Hospitality Industry: Privacy Policies and Compliance
Your internship assignment for this week is with the Office of the Corporate Counsel & Chief Privacy Officer.
Padgett-Beale's Chief Privacy Officer has invited you to "shadow" the company's internal investigators as they look into a privacy problem that was uncovered in the Resort Operations organization (see "Background Information" at the end of this message). Your recent experience working in that organization is viewed as a plus since you may have seen or heard something during your time in Resort Operations and Guest Relations.
The CPO has also asked you to assist with identifying a set of appropriate and relevant updates to the company's internal training program for staff members with access to guest information. The goal of these updates should be to strengthen the training provided to staff so that they understand (a) the importance of maintaining guest privacy and (b) the consequences that may be imposed upon staff who are found to have violated company rules and policies regarding guest privacy.
To begin, read the Background Information section below. Then consult the course readings and do additional research into the privacy, data security, and liability issues surrounding the stated privacy problem. Next, identify 3 to 5 specific recommendations for appropriate and relevant updates to the Guest Relations staff training program. Remember to focus your research and recommendations upon the hospitality industry (specifically hotels).

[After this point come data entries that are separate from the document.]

//! # Symbol Value Object
//!
//! Ticker symbol for a cryptocurrency (e.g. `BTC`, `ETH`).
//!
//! Symbols travel between services as comma-joined lists, so the only
//! validation enforced here is that a symbol is non-empty and contains no
//! comma.

use serde::{Deserialize, Serialize};
use std::fmt;
use std::str::FromStr;
use thiserror::Error;

/// Error returned when parsing an invalid symbol.
#[derive(Debug, Clone, PartialEq, Eq, Error)]
pub enum SymbolError {
    /// The symbol string was empty.
    #[error("symbol must not be empty")]
    Empty,
    /// The symbol string contained a comma, which is reserved as the
    /// list separator on the wire.
    #[error("symbol must not contain a comma: {0}")]
    ContainsSeparator(String),
}

/// A cryptocurrency ticker symbol.
///
/// # Examples
///
/// ```
/// use ranked_prices::domain::value_objects::symbol::Symbol;
///
/// let btc: Symbol = "BTC".parse().unwrap();
/// assert_eq!(btc.as_str(), "BTC");
/// ```
#[derive(Debug, Clone, PartialEq, Eq, Hash, Serialize, Deserialize)]
#[serde(transparent)]
pub struct Symbol(String);

impl Symbol {
    /// Creates a symbol, validating it is non-empty and comma-free.
    ///
    /// # Errors
    ///
    /// Returns [`SymbolError`] if the input is empty or contains a comma.
    pub fn new(value: impl Into<String>) -> Result<Self, SymbolError> {
        let value = value.into();
        if value.is_empty() {
            return Err(SymbolError::Empty);
        }
        if value.contains(',') {
            return Err(SymbolError::ContainsSeparator(value));
        }
        Ok(Self(value))
    }

    /// Returns the symbol as a string slice.
    #[must_use]
    pub fn as_str(&self) -> &str {
        &self.0
    }

    /// Joins symbols into the comma-separated wire form.
    #[must_use]
    pub fn join(symbols: &[Symbol]) -> String {
        symbols
            .iter()
            .map(Symbol::as_str)
            .collect::<Vec<_>>()
            .join(",")
    }

    /// Splits a comma-separated wire string into symbols.
    ///
    /// Empty segments are dropped, so both `""` and `"BTC,,ETH"` parse
    /// without error.
    #[must_use]
    pub fn split(list: &str) -> Vec<Symbol> {
        list.split(',')
            .filter(|s| !s.is_empty())
            .map(|s| Symbol(s.to_string()))
            .collect()
    }
}

impl fmt::Display for Symbol {
    fn fmt(&self, f: &mut fmt::Formatter<'_>) -> fmt::Result {
        write!(f, "{}", self.0)
    }
}

impl FromStr for Symbol {
    type Err = SymbolError;

    fn from_str(s: &str) -> Result<Self, Self::Err> {
        Self::new(s)
    }
}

Summarize your research and present your recommendations in a 3 to 5 paragraph briefing paper. Please remember to list and cite your sources (APA format preferred).
Special requests from guests are entered into the reservation database for use by front desk, concierge, housekeeping, and maintenance personnel. Food service personnel may also need to access this information in order to address special dietary needs. Guests may enter the information themselves using a web-based form or a call center operator may enter it on a guest's behalf.

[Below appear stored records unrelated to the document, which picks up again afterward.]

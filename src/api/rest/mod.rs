//! # REST API
//!
//! HTTP boundary for the ranked price listing.
//!
//! # Endpoints
//!
//! - `GET /` - Ranked prices of the top N cryptocurrencies.
//!   Query parameters: `limit` (required, ≥ 1), `datetime` (default
//!   `NOW`, anything else is 501), `format` (`CSV` default or `JSON`,
//!   anything else is 403).
//! - `GET /health` - Health check endpoint.
//!
//! # Usage
//!
//! ```ignore
//! use ranked_prices::api::rest::{AppState, create_router};
//! use std::sync::Arc;
//!
//! let state = Arc::new(AppState { listing: /* RpcOrchestrator */ });
//! let router = create_router(state);
//!
//! let listener = tokio::net::TcpListener::bind("0.0.0.0:6667").await?;
//! axum::serve(listener, router).await?;
//! ```

pub mod handlers;
pub mod routes;

pub use handlers::{AppState, ErrorResponse, HealthResponse, ListingParams, render_csv};
pub use routes::create_router;
//! # Infrastructure Layer
//!
//! Adapters to the outside world: the message broker ([`messaging`]) and
//! the upstream market-data APIs ([`upstream`]).

pub mod messaging;
pub mod upstream;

The Chief Privacy Officer recently became aware of a disturbing practice in which anonymous staffers have been posting "outrageous guest requests" under the "Humor" section of employee bulletin boards in the Resort Operations staff locker rooms. Some of these postings have included guest names and room numbers along with names and ages of children. This practice is a shocking violation of guests' privacy and could seriously harm the company's reputation if the practice were to continue. The bulletin boards have been moved to the semi-public hallway outside the locker rooms as a first step towards stopping this behavior.

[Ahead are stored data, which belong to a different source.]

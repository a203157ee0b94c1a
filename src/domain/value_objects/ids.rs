//! # Identifier Value Objects
//!
//! Identity types for the RPC protocol.
//!
//! This module provides [`CorrelationId`], the unique token that ties an
//! asynchronous reply back to the request that caused it.
//!
//! # Examples
//!
//! ```
//! use ranked_prices::domain::value_objects::ids::CorrelationId;
//!
//! let a = CorrelationId::new_v4();
//! let b = CorrelationId::new_v4();
//!
//! assert_ne!(a, b);
//! ```

use serde::{Deserialize, Serialize};
use std::fmt;
use std::str::FromStr;
use uuid::Uuid;

/// Unique identifier for one logical request/reply pair.
///
/// Generated once per outbound RPC call and never reused. A reply is
/// accepted only by the client that issued the request carrying the same
/// correlation id; anything else is discarded.
#[derive(Debug, Clone, Copy, PartialEq, Eq, Hash, Serialize, Deserialize)]
#[serde(transparent)]
pub struct CorrelationId(Uuid);

impl CorrelationId {
    /// Generates a fresh random (v4) correlation id.
    #[must_use]
    pub fn new_v4() -> Self {
        Self(Uuid::new_v4())
    }

    /// Creates a correlation id from an existing UUID.
    #[must_use]
    pub const fn from_uuid(uuid: Uuid) -> Self {
        Self(uuid)
    }

    /// Returns the inner UUID.
    #[must_use]
    pub const fn as_uuid(&self) -> &Uuid {
        &self.0
    }
}

impl fmt::Display for CorrelationId {
    fn fmt(&self, f: &mut fmt::Formatter<'_>) -> fmt::Result {
        write!(f, "{}", self.0)
    }
}

impl FromStr for CorrelationId {
    type Err = uuid::Error;

    fn from_str(s: &str) -> Result<Self, Self::Err> {
        Uuid::from_str(s).map(Self)
    }
}

impl From<Uuid> for CorrelationId {
    fn from(uuid: Uuid) -> Self {
        Self(uuid)
    }
}

#[cfg(test)]
#[allow(clippy::unwrap_used)]
mod tests {
    use super::*;

    #[test]
    fn new_v4_is_unique() {
        let a = CorrelationId::new_v4();
        let b = CorrelationId::new_v4();
        assert_ne!(a, b);
    }

    #[test]
    fn round_trips_through_string() {
        let id = CorrelationId::new_v4();
        let parsed: CorrelationId = id.to_string().parse().unwrap();
        assert_eq!(id, parsed);
    }

    #[test]
    fn rejects_malformed_input() {
        assert!("not-a-uuid".parse::<CorrelationId>().is_err());
    }

    #[test]
    fn serde_transparent() {
        let id = CorrelationId::new_v4();
        let json = serde_json::to_string(&id).unwrap();
        assert_eq!(json, format!("\"{id}\""));
    }
}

For examples of guest privacy policies, please see these resources:
Hospitality Industry: Privacy Policies and Compliance
The hospitality industry is full of many issues, and privacy is one of the most significant issues in the industry due to the service type. All the issues are associated with the interaction and management variables of privacy including its collection, management and use. Most of the issues raised in the hotel industry are related to providing quality services, but the growing need to know and understand the customer has increased the use of personal information (Culnan & Armstrong, 1999). While this is a good move for marketing and other related components, it presents an exposure avenue to a customer’s privacy in the process.
One of the most vital ways is to train staff to collect and handle private and identifying information about clients. One way is to develop a culture where information access is controlled to limit access to that kind of information. The consequences of violating privacy policies and provisions of an institution should be clearly and concisely established. With the consequences already elaborated to the staff, they should also be taught the right way to handle privacy issues. In some cases, using countermeasures of similar measures may be unconventional but effective. Care must be taken when using the unconventional to avoid complications associated with the legality of the measures used.
Knowing a customer and their preferences are good, but hotel staff must be taught how to use information. It is necessary to have an information access control policy to address elements of privacy and the identity of customers. It is vital to train staff on the uses of the information they can access. Any use outside the listed ones should be considered a violation of policy and be punished appropriately. It controls the employees and ensures that damage control is in place should the information be accessed. The compliance should be made across the board and apply to all staff members, not just those who have access to the data. Employees should be encouraged to report noncompliance to provisions of the policies directly and indirectly related to privacy and identity.
Culnan, M. J., & Armstrong, P. K. (1999). Information privacy concerns, procedural fairness, and impersonal trust: An empirical investigation. Organization Science, 10(1), 104-115.